//! Technical indicators module
//!
//! Wave Trend is computed by full replay over a bar window; the supporting
//! SMA and RSI readings use the `ta` crate.

pub mod divergence;
pub mod ema;
pub mod rsi;
pub mod sma;
pub mod trend;
pub mod wavetrend;

pub use divergence::*;
pub use ema::*;
pub use rsi::*;
pub use sma::*;
pub use trend::*;
pub use wavetrend::*;

/// Indicator trait for all indicators
pub trait Indicator {
    /// Get the name of the indicator
    fn name(&self) -> &str;

    /// Update indicator with new value
    fn update(&mut self, value: f64);

    /// Get current indicator value
    fn value(&self) -> Option<f64>;

    /// Check if indicator is ready (has enough data)
    fn is_ready(&self) -> bool;
}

────────────────

Set down the entire listing once more, keeping every line exactly as it reads.

//! Technical indicators module
//!
//! Wave Trend is computed by full replay over a bar window; the supporting
//! SMA and RSI readings use the `ta` crate.

pub mod divergence;
pub mod ema;
pub mod rsi;
pub mod sma;
pub mod trend;
pub mod wavetrend;

pub use divergence::*;
pub use ema::*;
pub use rsi::*;
pub use sma::*;
pub use trend::*;
pub use wavetrend::*;

/// Indicator trait for all indicators
pub trait Indicator {
    /// Get the name of the indicator
    fn name(&self) -> &str;

    /// Update indicator with new value
    fn update(&mut self, value: f64);

    /// Get current indicator value
    fn value(&self) -> Option<f64>;

    /// Check if indicator is ready (has enough data)
    fn is_ready(&self) -> bool;
}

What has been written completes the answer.